GaindéSat‑1A
- Country/ies of origin: Senegal
- Type: Nanosatellite
- Status: Active

Constellation size
- First launch: 16 August 2024

Orbital characteristics
- Orbital height: Low orbit

= GaindéSat‑1A =

GaindéSat‑1A is Senegal's first satellite. It is a nanosatellite launched on 16 August 2024. It is the first on‑orbit milestone of Senegal's broader SenSAT/SENSAT national program aimed at using space data for practical development needs and it was led by Maram Kairé. This made Senegal the 12th nation in Africa to launch a satellite into space.

== Background ==
The GaindéSat‑1A is the first satellite that was launched by the Senegal Space Study Agency, collecting data for state agencies like the Directorate of Water Resources Management and Planning as well as the National Agency for Civil Aviation and Meteorology.

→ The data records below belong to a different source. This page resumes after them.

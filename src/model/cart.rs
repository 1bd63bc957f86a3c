//! Shopping cart state.
//!
//! The pure mutations live on [`Cart`] itself; the cart actor only decides
//! when to call them. Every structural change recomputes `total_price`, so
//! `total_price == Σ item.product.price * item.quantity` holds after each one.

use crate::framework::EntityId;
use crate::model::{Product, ProductId};
use serde::{Deserialize, Serialize};
use std::fmt::Display;

/// Caller-supplied cart owner key.
///
/// Carts are keyed by their user, so the cart actor never mints these.
#[derive(Debug, Clone, PartialEq, Eq, PartialOrd, Ord, Hash, Serialize, Deserialize)]
#[serde(transparent)]
pub struct UserId(pub String);

impl UserId {
    pub fn new(id: impl Into<String>) -> Self {
        Self(id.into())
    }

    pub fn as_str(&self) -> &str {
        &self.0
    }

    pub fn is_empty(&self) -> bool {
        self.0.is_empty()
    }
}

impl From<&str> for UserId {
    fn from(id: &str) -> Self {
        Self(id.to_string())
    }
}

impl Display for UserId {
    fn fmt(&self, f: &mut std::fmt::Formatter<'_>) -> std::fmt::Result {
        f.write_str(&self.0)
    }
}

impl EntityId for UserId {
    fn from_sequence(_seq: u32) -> Option<Self> {
        None
    }
}

/// A product snapshot paired with a positive quantity.
#[derive(Debug, Clone, PartialEq, Eq, Serialize, Deserialize)]
pub struct CartItem {
    pub product: Product,
    pub quantity: u32,
}

impl CartItem {
    pub fn product_id(&self) -> ProductId {
        self.product.id
    }

    pub fn line_total(&self) -> u64 {
        self.product.price.saturating_mul(u64::from(self.quantity))
    }
}

#[derive(Debug, Clone, PartialEq, Eq, Serialize, Deserialize)]
pub struct Cart {
    pub user_id: UserId,
    /// Lines in insertion order.
    pub items: Vec<CartItem>,
    pub total_price: u64,
}

impl Cart {
    /// The implicit cart of a user with no prior activity.
    pub fn empty(user_id: UserId) -> Self {
        Self {
            user_id,
            items: Vec::new(),
            total_price: 0,
        }
    }

    pub fn is_empty(&self) -> bool {
        self.items.is_empty()
    }

    /// Adds `quantity` of `product`.
    ///
    /// An existing line for the same product id has its quantity increased and
    /// its snapshot replaced by `product`; otherwise a line is appended.
    pub fn add_line(&mut self, product: Product, quantity: u32) {
        match self
            .items
            .iter_mut()
            .find(|item| item.product.id == product.id)
        {
            Some(item) => {
                item.quantity = item.quantity.saturating_add(quantity);
                item.product = product;
            }
            None => self.items.push(CartItem { product, quantity }),
        }
        self.recompute();
    }

    /// Removes the line for `product_id`. Returns whether a line was removed.
    pub fn remove_line(&mut self, product_id: ProductId) -> bool {
        let before = self.items.len();
        self.items.retain(|item| item.product.id != product_id);
        self.recompute();
        self.items.len() != before
    }

    pub fn clear(&mut self) {
        self.items.clear();
        self.recompute();
    }

    fn recompute(&mut self) {
        self.total_price = self
            .items
            .iter()
            .fold(0u64, |total, item| total.saturating_add(item.line_total()));
    }
}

The satellite itself was designed and constructed in cooperation between Senegalese engineers and the Space Center of the French University of Montpellier (CSUM) for three years and it was launched on 16 August 2024 at 18:56 GMT from Vandenberg Space Force Base in California on SpaceX Falcon 9 rideshare mission. The rideshare mission also included 155 other small satellites.

Its successor, the GAINDESAT‐1B, is also planned to be launched.